Even for patients who survive ECMO, many face months of rehabilitation or even permanent disability or dependence on oxygen.

This Saint Thomas West intensive care unit only treats COVID patients, and that data point should be convincing enough for people who are resistant to vaccines, ICU nurse Angie Gicewicz said.

“We don’t have people in the hospital who have horrible reactions to the vaccine,” she noted.

If all of the patients in that room could speak – and some can’t because they are sedated on ventilators – Gicewicz said they would tell people to learn from their mistakes. She told the story of an elderly woman who was admitted in recent weeks and spent her days in isolation to control the infection.

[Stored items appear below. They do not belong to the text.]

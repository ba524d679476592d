//! Integration tests for stagecache

mod cli_tests {
    use assert_cmd::{cargo::cargo_bin_cmd, Command};
    use predicates::prelude::*;
    use std::fs;
    use std::path::{Path, PathBuf};
    use tempfile::TempDir;

    /// A build directory, a config pointing at it and a private state dir
    struct Workspace {
        dir: TempDir,
    }

    impl Workspace {
        fn new() -> Self {
            let dir = TempDir::new().unwrap();
            let build = dir.path().join("build");
            fs::create_dir_all(build.join("assets")).unwrap();
            fs::write(build.join("index.html"), "<html>app</html>").unwrap();
            fs::write(build.join("main.dart.js"), "main(){}").unwrap();
            fs::write(build.join("flutter_bootstrap.js"), "boot()").unwrap();
            fs::write(build.join("assets/logo.png"), "png").unwrap();

            let config = format!(
                "[general]\nstate_dir = '{}'\n\n[origin]\nurl = 'http://127.0.0.1:9'\n\n[bundle]\nresources = '{}'\n",
                dir.path().join("state").display(),
                dir.path().join("resources.json").display(),
            );
            fs::write(dir.path().join("config.toml"), config).unwrap();

            Self { dir }
        }

        fn build(&self) -> PathBuf {
            self.dir.path().join("build")
        }

        fn config(&self) -> PathBuf {
            self.dir.path().join("config.toml")
        }

        /// Command reading assets from the build directory
        fn cmd(&self) -> Command {
            let mut cmd = self.offline_cmd();
            cmd.arg("--from-dir").arg(self.build());
            cmd
        }

        /// Command using the (unreachable) configured origin
        fn offline_cmd(&self) -> Command {
            let mut cmd = stagecache();
            cmd.env("STAGECACHE_CONFIG", self.config())
                .current_dir(self.dir.path());
            cmd
        }

        fn scan(&self) {
            self.cmd()
                .arg("scan")
                .arg(self.build())
                .assert()
                .success()
                .stdout(predicate::str::contains("5 resources (3 shell)"));
        }

        fn path(&self, relative: &str) -> PathBuf {
            self.dir.path().join(relative)
        }
    }

    fn stagecache() -> Command {
        cargo_bin_cmd!("stagecache")
    }

    fn read(path: &Path) -> String {
        fs::read_to_string(path).unwrap()
    }

    #[test]
    fn help_displays() {
        stagecache()
            .arg("--help")
            .assert()
            .success()
            .stdout(predicate::str::contains("versioned offline asset cache"));
    }

    #[test]
    fn version_displays() {
        stagecache()
            .arg("--version")
            .assert()
            .success()
            .stdout(predicate::str::contains("stagecache"));
    }

    #[test]
    fn config_path() {
        let ws = Workspace::new();
        ws.offline_cmd()
            .args(["config", "path"])
            .assert()
            .success()
            .stdout(predicate::str::contains("config.toml"));
    }

    #[test]
    fn config_show() {
        let ws = Workspace::new();
        ws.offline_cmd()
            .args(["config", "show"])
            .assert()
            .success()
            .stdout(predicate::str::contains("[stores]"))
            .stdout(predicate::str::contains("app-cache"));
    }

    #[test]
    fn scan_writes_resource_table() {
        let ws = Workspace::new();
        ws.scan();

        let table = read(&ws.path("resources.json"));
        assert!(table.contains("\"/\""));
        assert!(table.contains("assets/logo.png"));
    }

    #[test]
    fn install_activate_serve() {
        let ws = Workspace::new();
        ws.scan();

        ws.cmd()
            .arg("install")
            .assert()
            .success()
            .stdout(predicate::str::contains("3 shell files staged"));

        ws.cmd()
            .arg("activate")
            .assert()
            .success()
            .stdout(predicate::str::contains("First activation"))
            .stdout(predicate::str::contains("Merged:   3"));

        ws.cmd()
            .arg("status")
            .assert()
            .success()
            .stdout(predicate::str::contains("active"))
            .stdout(predicate::str::contains("Missing: 2"));

        let out = ws.path("main.js.out");
        ws.cmd()
            .args(["fetch", "/main.dart.js?v=7", "--out"])
            .arg(&out)
            .assert()
            .success()
            .stdout(predicate::str::contains("main.dart.js cache 200"));
        assert_eq!(read(&out), "main(){}");

        ws.cmd()
            .args(["fetch", "/?v=42"])
            .assert()
            .success()
            .stdout(predicate::str::contains("/ network 200"));

        ws.cmd()
            .args(["fetch", "/unknown.txt"])
            .assert()
            .success()
            .stdout(predicate::str::contains("not intercepted"));
    }

    #[test]
    fn cached_entry_survives_offline() {
        let ws = Workspace::new();
        ws.scan();
        ws.cmd().arg("update").assert().success();

        ws.offline_cmd()
            .args(["fetch", "/flutter_bootstrap.js"])
            .assert()
            .success()
            .stdout(predicate::str::contains("cache"));

        ws.offline_cmd()
            .args(["fetch", "/assets/logo.png"])
            .assert()
            .failure()
            .stderr(predicate::str::contains("Error:"));
    }

    #[test]
    fn sync_downloads_missing_once() {
        let ws = Workspace::new();
        ws.scan();
        ws.cmd().arg("update").assert().success();

        ws.cmd()
            .arg("sync")
            .assert()
            .success()
            .stdout(predicate::str::contains("Downloaded 2 resources"));

        ws.cmd()
            .arg("sync")
            .assert()
            .success()
            .stdout(predicate::str::contains("already cached"));
    }

    #[test]
    fn update_evicts_changed_assets() {
        let ws = Workspace::new();
        ws.scan();
        ws.cmd().arg("update").assert().success();

        ws.cmd().arg("sync").assert().success();
        fs::write(ws.build().join("main.dart.js"), "main(){v2}").unwrap();
        ws.scan();

        ws.cmd()
            .arg("update")
            .assert()
            .success()
            .stdout(predicate::str::contains("Evicted:  1"))
            .stdout(predicate::str::contains("Retained: 4"));
    }

    #[test]
    fn activate_before_install_fails() {
        let ws = Workspace::new();
        ws.scan();

        ws.cmd()
            .arg("activate")
            .assert()
            .failure()
            .stderr(predicate::str::contains("Hint:"));
    }

    #[test]
    fn install_from_unreachable_origin_fails() {
        let ws = Workspace::new();
        ws.scan();

        ws.offline_cmd()
            .arg("install")
            .assert()
            .failure()
            .stderr(predicate::str::contains("active version is untouched"));
    }

    #[test]
    fn missing_resource_table_is_reported() {
        let ws = Workspace::new();

        ws.cmd()
            .arg("status")
            .assert()
            .failure()
            .stderr(predicate::str::contains("resources.json"));
    }
}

Gicewicz said she would wave nurses to her sealed room, desperate to find someone to talk to. “The first day I took care of her she said, ‘I guess I should have taken this vaccine.’ I said, ‘Well, yeah honey, probably. But we are where we are now, and doing what we can for you. “

This woman, like so many others who did not take the vaccine, never recovered, Gicewicz said. She died at this hospital, which recorded on average more than one death from COVID each day during the month of August.

This story is part of a partnership that includes Nashville Public Radio, NPR and KHN.